Надсон рисует себе возможность наступления царства всечеловеческого счастья. Эта возможность пугает его. Он задает вопрос: будет ли счастлив в названном царстве, "в обновленном и радостном мире" "печальник людей?" Нет, получается ответ, ибо там сердце печальника, "это сердце больное заглохнет без горя, как нива без гроз; оно не отдаст за блаженство покоя креста благодатных страданий и слез". В "новом мире" он склонен видеть лишь "пир животного, сытого чувства". И для вящшего осуждения этого мира строится силлогизм: прошлое — это море "праведной крови погибших бойцов", прошлое — это бездна "подвигов мысли и мук"; в результате же всего означенный пир; ясное дело, к подобному "пиру" может быть только отношение: это — "жалкий, пошлый итог" веков страданий, и ни один "честный боец" не должен отдавать за него своего "тернового венка". "Бойцы", то есть "страдающие", но должны переставать страдать: страдание — их священная миссия, страдание делает их социальной группой. Прекращение же страданий знаменует собой не более и не менее как измену, отказ от собственного достоинства, своего рода классовое самоубийство. И Надсон слагает настоящее славословие "благодатным" страданиям. Он приветствует их, "упивается" ими.

      …. вот, — я наконец один с моею тоскою!
       Спешите ж, коршуны, — бороться я не стану, —
       Слетайтесь хищною и жадною толпою
       Терзать моей души зияющую рану…
       Пусть из груди порой невольно рвется крик,
       Пусть от тяжелых мук порой я задыхаюсь:
       Как новый Прометей, к страданьям я привык,
       Как новый мученик, я ими упиваюсь.

Он называет своим богом Христа: Христос — "бог страждущих"; к Христу влечет его "обаянье пытки и креста"; в религии креста он находит именно выражение своего культа страданий: "и пред страданием… склоняюсь я с моей горячею мольбой!" ("Я не тому молю"…)

В ряде стихотворений он заявляет о своей готовности и даже потребности страдать великим страданием. "Без слов я тяжелейший крест безропотно приму" ("Напрасно я ищу могучего пророка").

"Где ж ты, вождь и пророк?.. О, приди… Дай мне жгучие муки принять, брось меня на страданье, на смерть, на позор" ("Беспокойной душевною жаждой томим…". "О, сколько раз его (мир) горячею мечтою я облетал… Как жаждал я — чего? — не нахожу названья… нечеловечески тяжелого страданья… ("Испытывал ли ты, что значит задыхаться…")
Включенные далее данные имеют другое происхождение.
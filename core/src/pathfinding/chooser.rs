use crate::graph::NeighborPair;
use rand::{Rng, SeedableRng, rngs::StdRng};

/// Picks which neighbor a hub walk follows next.
///
/// `candidates` only holds eligible neighbors and is never empty when a walk
/// asks. Returning `None` or an out-of-range index ends the walk without a path.
pub trait NeighborChooser {
    fn choose(&mut self, candidates: &[NeighborPair]) -> Option<usize>;
}

/// Uniform choice backed by a [`StdRng`].
pub struct RandomChooser {
    rng: StdRng,
}

impl RandomChooser {
    pub fn from_entropy() -> Self {
        Self {
            rng: StdRng::from_os_rng(),
        }
    }

    pub fn seeded(seed: u64) -> Self {
        Self {
            rng: StdRng::seed_from_u64(seed),
        }
    }

    pub fn from_seed_option(seed: Option<u64>) -> Self {
        match seed {
            Some(seed) => Self::seeded(seed),
            None => Self::from_entropy(),
        }
    }
}

impl NeighborChooser for RandomChooser {
    fn choose(&mut self, candidates: &[NeighborPair]) -> Option<usize> {
        if candidates.is_empty() {
            return None;
        }
        Some(self.rng.random_range(0..candidates.len()))
    }
}

/// Always takes the first candidate in `(film, person)` order.
#[derive(Debug, Default, Clone, Copy)]
pub struct FirstChooser;

impl NeighborChooser for FirstChooser {
    fn choose(&mut self, candidates: &[NeighborPair]) -> Option<usize> {
        if candidates.is_empty() { None } else { Some(0) }
    }
}

/// Adapts a closure into a chooser.
pub struct FnChooser<F>(pub F);

impl<F> FnChooser<F>
where
    F: FnMut(&[NeighborPair]) -> Option<usize>,
{
    pub fn new(choose: F) -> Self {
        Self(choose)
    }
}

impl<F> NeighborChooser for FnChooser<F>
where
    F: FnMut(&[NeighborPair]) -> Option<usize>,
{
    fn choose(&mut self, candidates: &[NeighborPair]) -> Option<usize> {
        (self.0)(candidates)
    }
}
pub mod app;
pub mod args;
pub mod colors;
pub mod display;
pub mod json_output;
pub mod search;
pub mod utils;

// Re-export commonly used items
pub use args::Args;
pub use search::{SearchRequest, SearchResult, create_search_request, execute_search, resolve_person};
pub use utils::format_number;
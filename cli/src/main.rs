use clap::Parser;
use costarpath::app::CostarPathApp;
use costarpath::colors::ColorScheme;
use costarpath::display::{display_search_info, display_search_results};
use costarpath::json_output::{create_json_output, print_json_output};
use costarpath::*;
use tracing_subscriber::EnvFilter;

fn main() {
    let search_args = Args::parse();
    init_tracing(search_args.verbose);

    let colors = ColorScheme::new(!search_args.no_color && !search_args.json);

    let app = match CostarPathApp::new(search_args.data.clone()) {
        Ok(app) => app,
        Err(e) => exit_with_error(&colors, &e.to_string()),
    };

    let show_progress = !search_args.quiet && !search_args.json;
    let store = match app.load_data(show_progress) {
        Ok(store) => store,
        Err(e) => exit_with_error(&colors, &e.to_string()),
    };
    tracing::debug!(
        people = store.person_count(),
        films = store.film_count(),
        "data loaded"
    );

    let stdin = std::io::stdin();
    let stdout = std::io::stdout();
    let search_request =
        match create_search_request(search_args, &store, &mut stdin.lock(), &mut stdout.lock()) {
            Ok(request) => request,
            Err(error_message) => exit_with_error(&colors, &error_message),
        };

    let json_mode = search_request.search_args.json;
    if search_request.search_args.verbose && !json_mode {
        display_search_info(&search_request, &colors);
    }

    let search_result = execute_search(search_request, &store);

    if json_mode {
        let json_output = create_json_output(&search_result, &store);
        print_json_output(&json_output);
    } else {
        display_search_results(search_result, &store, &colors);
    }
}

fn init_tracing(verbose: bool) {
    let default_filter = if verbose { "debug" } else { "warn" };

    tracing_subscriber::fmt()
        .with_env_filter(
            EnvFilter::try_from_default_env().unwrap_or_else(|_| EnvFilter::new(default_filter)),
        )
        .with_target(false)
        .with_writer(std::io::stderr)
        .init();
}

fn exit_with_error(colors: &ColorScheme, message: &str) -> ! {
    eprintln!("{}", colors.error(&format!("❌ Error: {}", message)));
    std::process::exit(1);
}
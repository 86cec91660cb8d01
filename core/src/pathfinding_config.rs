use crate::graph::PersonId;
use serde::{Deserialize, Serialize};

/// Person every hub-routed search walks toward by default.
pub const DEFAULT_HUB: &str = "102";
pub const DEFAULT_MAX_DEPTH: usize = 6;

#[derive(Debug, Clone, Copy, Default, PartialEq, Eq, Serialize, Deserialize)]
#[serde(rename_all = "lowercase")]
pub enum Algorithm {
    /// Two randomized walks toward the hub, stitched together.
    #[default]
    Hub,
    /// Breadth-first search straight from source to target.
    Bfs,
}

impl Algorithm {
    pub fn as_str(&self) -> &'static str {
        match self {
            Algorithm::Hub => "hub",
            Algorithm::Bfs => "bfs",
        }
    }
}

impl From<&str> for Algorithm {
    fn from(value: &str) -> Self {
        match value.to_lowercase().as_str() {
            "bfs" => Algorithm::Bfs,
            _ => Algorithm::Hub,
        }
    }
}

impl From<String> for Algorithm {
    fn from(value: String) -> Self {
        Algorithm::from(value.as_str())
    }
}

/// Configuration for pathfinding algorithms
#[derive(Debug, Clone)]
pub struct PathfindingConfig {
    /// Person all hub-routed connections pass through
    pub hub: PersonId,
    /// Maximum iterations of a hub walk, and maximum hops for BFS
    pub max_depth: usize,
    pub algorithm: Algorithm,
    /// Seed for the neighbor chooser; entropy when absent
    pub seed: Option<u64>,
}

impl PathfindingConfig {
    pub fn new(hub: PersonId, max_depth: usize, algorithm: Algorithm) -> Self {
        Self {
            hub,
            max_depth,
            algorithm,
            seed: None,
        }
    }

    pub fn with_hub(mut self, hub: PersonId) -> Self {
        self.hub = hub;
        self
    }

    pub fn with_max_depth(mut self, max_depth: usize) -> Self {
        self.max_depth = max_depth;
        self
    }

    pub fn with_algorithm(mut self, algorithm: Algorithm) -> Self {
        self.algorithm = algorithm;
        self
    }

    pub fn with_seed(mut self, seed: Option<u64>) -> Self {
        self.seed = seed;
        self
    }
}

impl Default for PathfindingConfig {
    fn default() -> Self {
        Self {
            hub: PersonId::new(DEFAULT_HUB),
            max_depth: DEFAULT_MAX_DEPTH,
            algorithm: Algorithm::Hub,
            seed: None,
        }
    }
}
Страдания, в глазах Надсона, — великая движущая сила. Лишь то, что куплено ценою их, — прочно. Страданиями приобретается просветленный взгляд на жизнь. "И в тягостной грозе, прошедшей надо мною, я высший смысл постиг, — она мне помогла, очистив душу мне страданьем и борьбою, свет отличить от мглы и перлы от стекла" ("Я не щадил себя"…) Страданиями завоевывается счастье. Страдай! — учит поэт своего читателя; пусть страдания тяжелы и долги, но зато "глубоко будет счастье"; только такое счастье не может быть разрушено первым, хотя бы легким ударом судьбы: "Кровью и слезами купленный покой не спугнет бесследно первое ненастье, не рассеет первой легкой грозой!" ("Облака".) Страдания — залог того, что наступит царство любви. (Здесь мы встречаемся с мотивом, противоречащим отрицательному отношению к "пиру сытого чувства": о противоречиях надсоновской лирики речь будет ниже). "Ночь вокруг чересчур уж темна" — и именно самая темнота ее должна породить свет. Чем хуже, тем лучше! "Мир устанет от мук, захлебнется в крови… И поднимет к любви, к беззаветной любви очи, полные скорбной мольбой!"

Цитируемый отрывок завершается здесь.